Record by record, give the entire listing again exactly.

──────

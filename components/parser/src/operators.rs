//! Operator table
//!
//! Every operator carries a descriptor with its precedence, associativity,
//! arity and class, and a matcher over source text. Exactly one matcher
//! accepts any valid operator string.

use serde::Serialize;
use std::fmt;

/// Operator associativity
#[derive(Debug, Clone, Copy, PartialEq, Eq, Serialize)]
pub enum Associativity {
    /// Groups left to right
    Left,
    /// Groups right to left
    Right,
}

/// Operand domain of an operator
#[derive(Debug, Clone, Copy, PartialEq, Eq, Serialize)]
pub enum OperatorClass {
    /// Arithmetic
    Numeric,
    /// Comparison and logic
    Binary,
}

/// Static operator data
#[derive(Debug, Clone, Copy)]
pub struct OperatorDescriptor {
    /// Binding strength, higher binds tighter
    pub precedence: u8,
    /// Associativity
    pub associativity: Associativity,
    /// Number of operands (1 or 2)
    pub arity: u8,
    /// Operand domain
    pub class: OperatorClass,
    /// Accepts the operator's source text
    pub matcher: fn(&str) -> bool,
}

/// Operators of the language
#[derive(Debug, Clone, Copy, PartialEq, Eq, Hash, Serialize)]
pub enum Operator {
    /// `+`
    Add,
    /// `-`
    Subtract,
    /// `*`
    Multiply,
    /// `/`
    Divide,
    /// `mod`
    Modulo,
    /// `^` or `**`
    Exponent,
    /// postfix `!`
    Factorial,
    /// `==`
    Equals,
    /// `<`
    LessThan,
    /// `>`
    GreaterThan,
    /// `and`
    And,
    /// `or`
    Or,
    /// prefix `not`
    Not,
}

const fn descriptor(
    precedence: u8,
    associativity: Associativity,
    arity: u8,
    class: OperatorClass,
    matcher: fn(&str) -> bool,
) -> OperatorDescriptor {
    OperatorDescriptor {
        precedence,
        associativity,
        arity,
        class,
        matcher,
    }
}

use Associativity::{Left, Right};
use OperatorClass::{Binary, Numeric};

static OPERATOR_TABLE: [(Operator, OperatorDescriptor); 13] = [
    (Operator::Add, descriptor(3, Left, 2, Numeric, |s| s == "+")),
    (Operator::Subtract, descriptor(3, Left, 2, Numeric, |s| s == "-")),
    (Operator::Multiply, descriptor(4, Left, 2, Numeric, |s| s == "*")),
    (Operator::Divide, descriptor(4, Left, 2, Numeric, |s| s == "/")),
    (Operator::Modulo, descriptor(4, Left, 2, Numeric, |s| s == "mod")),
    (Operator::Exponent, descriptor(5, Right, 2, Numeric, |s| s == "^" || s == "**")),
    (Operator::Factorial, descriptor(5, Left, 1, Numeric, |s| s == "!")),
    (Operator::Equals, descriptor(2, Left, 2, Binary, |s| s == "==")),
    (Operator::LessThan, descriptor(2, Left, 2, Binary, |s| s == "<")),
    (Operator::GreaterThan, descriptor(2, Left, 2, Binary, |s| s == ">")),
    (Operator::And, descriptor(1, Left, 2, Binary, |s| s == "and")),
    (Operator::Or, descriptor(1, Left, 2, Binary, |s| s == "or")),
    (Operator::Not, descriptor(1, Right, 1, Binary, |s| s == "not")),
];

impl Operator {
    /// Every operator, in table order
    pub fn all() -> impl Iterator<Item = Operator> {
        OPERATOR_TABLE.iter().map(|(op, _)| *op)
    }

    /// Map source text to the operator whose matcher accepts it
    pub fn identify(text: &str) -> Option<Operator> {
        OPERATOR_TABLE
            .iter()
            .find(|(_, desc)| (desc.matcher)(text))
            .map(|(op, _)| *op)
    }

    /// Static descriptor of this operator
    pub fn descriptor(&self) -> &'static OperatorDescriptor {
        // Table order matches declaration order
        &OPERATOR_TABLE[*self as usize].1
    }

    /// Binding strength
    pub fn precedence(&self) -> u8 {
        self.descriptor().precedence
    }

    /// Associativity
    pub fn associativity(&self) -> Associativity {
        self.descriptor().associativity
    }

    /// Operand count
    pub fn arity(&self) -> u8 {
        self.descriptor().arity
    }

    /// Unary operator written before its operand
    pub fn is_prefix(&self) -> bool {
        self.arity() == 1 && self.associativity() == Associativity::Right
    }

    /// Unary operator written after its operand
    pub fn is_postfix(&self) -> bool {
        self.arity() == 1 && self.associativity() == Associativity::Left
    }

    /// Canonical source text
    pub fn symbol(&self) -> &'static str {
        match self {
            Operator::Add => "+",
            Operator::Subtract => "-",
            Operator::Multiply => "*",
            Operator::Divide => "/",
            Operator::Modulo => "mod",
            Operator::Exponent => "^",
            Operator::Factorial => "!",
            Operator::Equals => "==",
            Operator::LessThan => "<",
            Operator::GreaterThan => ">",
            Operator::And => "and",
            Operator::Or => "or",
            Operator::Not => "not",
        }
    }
}

impl fmt::Display for Operator {
    fn fmt(&self, f: &mut fmt::Formatter<'_>) -> fmt::Result {
        f.write_str(self.symbol())
    }
}

#[cfg(test)]
mod tests {
    use super::*;

    const VALID: [&str; 14] = [
        "+", "-", "*", "/", "mod", "^", "**", "!", "==", "<", ">", "and", "or", "not",
    ];

    #[test]
    fn test_table_is_mutually_exclusive() {
        for text in VALID {
            let matching = OPERATOR_TABLE
                .iter()
                .filter(|(_, desc)| (desc.matcher)(text))
                .count();
            assert_eq!(matching, 1, "operator text `{}` matched {} descriptors", text, matching);
        }
    }

    #[test]
    fn test_table_order_matches_variants() {
        for (index, (op, _)) in OPERATOR_TABLE.iter().enumerate() {
            assert_eq!(*op as usize, index);
        }
    }

    #[test]
    fn test_identify() {
        assert_eq!(Operator::identify("**"), Some(Operator::Exponent));
        assert_eq!(Operator::identify("^"), Some(Operator::Exponent));
        assert_eq!(Operator::identify("mod"), Some(Operator::Modulo));
        assert_eq!(Operator::identify("="), None);
        assert_eq!(Operator::identify("modulo"), None);
    }

    #[test]
    fn test_unary_forms() {
        assert!(Operator::Not.is_prefix());
        assert!(Operator::Factorial.is_postfix());
        assert!(!Operator::Subtract.is_prefix());
    }

    #[test]
    fn test_descriptor_values() {
        assert_eq!(Operator::Exponent.precedence(), 5);
        assert_eq!(Operator::Exponent.associativity(), Associativity::Right);
        assert_eq!(Operator::And.descriptor().class, OperatorClass::Binary);
        assert_eq!(Operator::Multiply.precedence(), 4);
    }

    #[test]
    fn test_symbols_identify_themselves() {
        for op in Operator::all() {
            assert_eq!(Operator::identify(op.symbol()), Some(op));
        }
    }
}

──────

| ANSWER FOR THE TASK |
filename components/parser/src/operators.rs
//! Operator table
//!
//! Every operator carries a descriptor with its precedence, associativity,
//! arity and class, and a matcher over source text. Exactly one matcher
//! accepts any valid operator string.

use serde::Serialize;
use std::fmt;

/// Operator associativity
#[derive(Debug, Clone, Copy, PartialEq, Eq, Serialize)]
pub enum Associativity {
    /// Groups left to right
    Left,
    /// Groups right to left
    Right,
}

/// Operand domain of an operator
#[derive(Debug, Clone, Copy, PartialEq, Eq, Serialize)]
pub enum OperatorClass {
    /// Arithmetic
    Numeric,
    /// Comparison and logic
    Binary,
}

/// Static operator data
#[derive(Debug, Clone, Copy)]
pub struct OperatorDescriptor {
    /// Binding strength, higher binds tighter
    pub precedence: u8,
    /// Associativity
    pub associativity: Associativity,
    /// Number of operands (1 or 2)
    pub arity: u8,
    /// Operand domain
    pub class: OperatorClass,
    /// Accepts the operator's source text
    pub matcher: fn(&str) -> bool,
}

/// Operators of the language
#[derive(Debug, Clone, Copy, PartialEq, Eq, Hash, Serialize)]
pub enum Operator {
    /// `+`
    Add,
    /// `-`
    Subtract,
    /// `*`
    Multiply,
    /// `/`
    Divide,
    /// `mod`
    Modulo,
    /// `^` or `**`
    Exponent,
    /// postfix `!`
    Factorial,
    /// `==`
    Equals,
    /// `<`
    LessThan,
    /// `>`
    GreaterThan,
    /// `and`
    And,
    /// `or`
    Or,
    /// prefix `not`
    Not,
}

const fn descriptor(
    precedence: u8,
    associativity: Associativity,
    arity: u8,
    class: OperatorClass,
    matcher: fn(&str) -> bool,
) -> OperatorDescriptor {
    OperatorDescriptor {
        precedence,
        associativity,
        arity,
        class,
        matcher,
    }
}

use Associativity::{Left, Right};
use OperatorClass::{Binary, Numeric};

static OPERATOR_TABLE: [(Operator, OperatorDescriptor); 13] = [
    (Operator::Add, descriptor(3, Left, 2, Numeric, |s| s == "+")),
    (Operator::Subtract, descriptor(3, Left, 2, Numeric, |s| s == "-")),
    (Operator::Multiply, descriptor(4, Left, 2, Numeric, |s| s == "*")),
    (Operator::Divide, descriptor(4, Left, 2, Numeric, |s| s == "/")),
    (Operator::Modulo, descriptor(4, Left, 2, Numeric, |s| s == "mod")),
    (Operator::Exponent, descriptor(5, Right, 2, Numeric, |s| s == "^" || s == "**")),
    (Operator::Factorial, descriptor(5, Left, 1, Numeric, |s| s == "!")),
    (Operator::Equals, descriptor(2, Left, 2, Binary, |s| s == "==")),
    (Operator::LessThan, descriptor(2, Left, 2, Binary, |s| s == "<")),
    (Operator::GreaterThan, descriptor(2, Left, 2, Binary, |s| s == ">")),
    (Operator::And, descriptor(1, Left, 2, Binary, |s| s == "and")),
    (Operator::Or, descriptor(1, Left, 2, Binary, |s| s == "or")),
    (Operator::Not, descriptor(1, Right, 1, Binary, |s| s == "not")),
];

impl Operator {
    /// Every operator, in table order
    pub fn all() -> impl Iterator<Item = Operator> {
        OPERATOR_TABLE.iter().map(|(op, _)| *op)
    }

    /// Map source text to the operator whose matcher accepts it
    pub fn identify(text: &str) -> Option<Operator> {
        OPERATOR_TABLE
            .iter()
            .find(|(_, desc)| (desc.matcher)(text))
            .map(|(op, _)| *op)
    }

    /// Static descriptor of this operator
    pub fn descriptor(&self) -> &'static OperatorDescriptor {
        // Table order matches declaration order
        &OPERATOR_TABLE[*self as usize].1
    }

    /// Binding strength
    pub fn precedence(&self) -> u8 {
        self.descriptor().precedence
    }

    /// Associativity
    pub fn associativity(&self) -> Associativity {
        self.descriptor().associativity
    }

    /// Operand count
    pub fn arity(&self) -> u8 {
        self.descriptor().arity
    }

    /// Unary operator written before its operand
    pub fn is_prefix(&self) -> bool {
        self.arity() == 1 && self.associativity() == Associativity::Right
    }

    /// Unary operator written after its operand
    pub fn is_postfix(&self) -> bool {
        self.arity() == 1 && self.associativity() == Associativity::Left
    }

    /// Canonical source text
    pub fn symbol(&self) -> &'static str {
        match self {
            Operator::Add => "+",
            Operator::Subtract => "-",
            Operator::Multiply => "*",
            Operator::Divide => "/",
            Operator::Modulo => "mod",
            Operator::Exponent => "^",
            Operator::Factorial => "!",
            Operator::Equals => "==",
            Operator::LessThan => "<",
            Operator::GreaterThan => ">",
            Operator::And => "and",
            Operator::Or => "or",
            Operator::Not => "not",
        }
    }
}

impl fmt::Display for Operator {
    fn fmt(&self, f: &mut fmt::Formatter<'_>) -> fmt::Result {
        f.write_str(self.symbol())
    }
}

#[cfg(test)]
mod tests {
    use super::*;

    const VALID: [&str; 14] = [
        "+", "-", "*", "/", "mod", "^", "**", "!", "==", "<", ">", "and", "or", "not",
    ];

    #[test]
    fn test_table_is_mutually_exclusive() {
        for text in VALID {
            let matching = OPERATOR_TABLE
                .iter()
                .filter(|(_, desc)| (desc.matcher)(text))
                .count();
            assert_eq!(matching, 1, "operator text `{}` matched {} descriptors", text, matching);
        }
    }

    #[test]
    fn test_table_order_matches_variants() {
        for (index, (op, _)) in OPERATOR_TABLE.iter().enumerate() {
            assert_eq!(*op as usize, index);
        }
    }

    #[test]
    fn test_identify() {
        assert_eq!(Operator::identify("**"), Some(Operator::Exponent));
        assert_eq!(Operator::identify("^"), Some(Operator::Exponent));
        assert_eq!(Operator::identify("mod"), Some(Operator::Modulo));
        assert_eq!(Operator::identify("="), None);
        assert_eq!(Operator::identify("modulo"), None);
    }

    #[test]
    fn test_unary_forms() {
        assert!(Operator::Not.is_prefix());
        assert!(Operator::Factorial.is_postfix());
        assert!(!Operator::Subtract.is_prefix());
    }

    #[test]
    fn test_descriptor_values() {
        assert_eq!(Operator::Exponent.precedence(), 5);
        assert_eq!(Operator::Exponent.associativity(), Associativity::Right);
        assert_eq!(Operator::And.descriptor().class, OperatorClass::Binary);
        assert_eq!(Operator::Multiply.precedence(), 4);
    }

    #[test]
    fn test_symbols_identify_themselves() {
        for op in Operator::all() {
            assert_eq!(Operator::identify(op.symbol()), Some(op));
        }
    }
}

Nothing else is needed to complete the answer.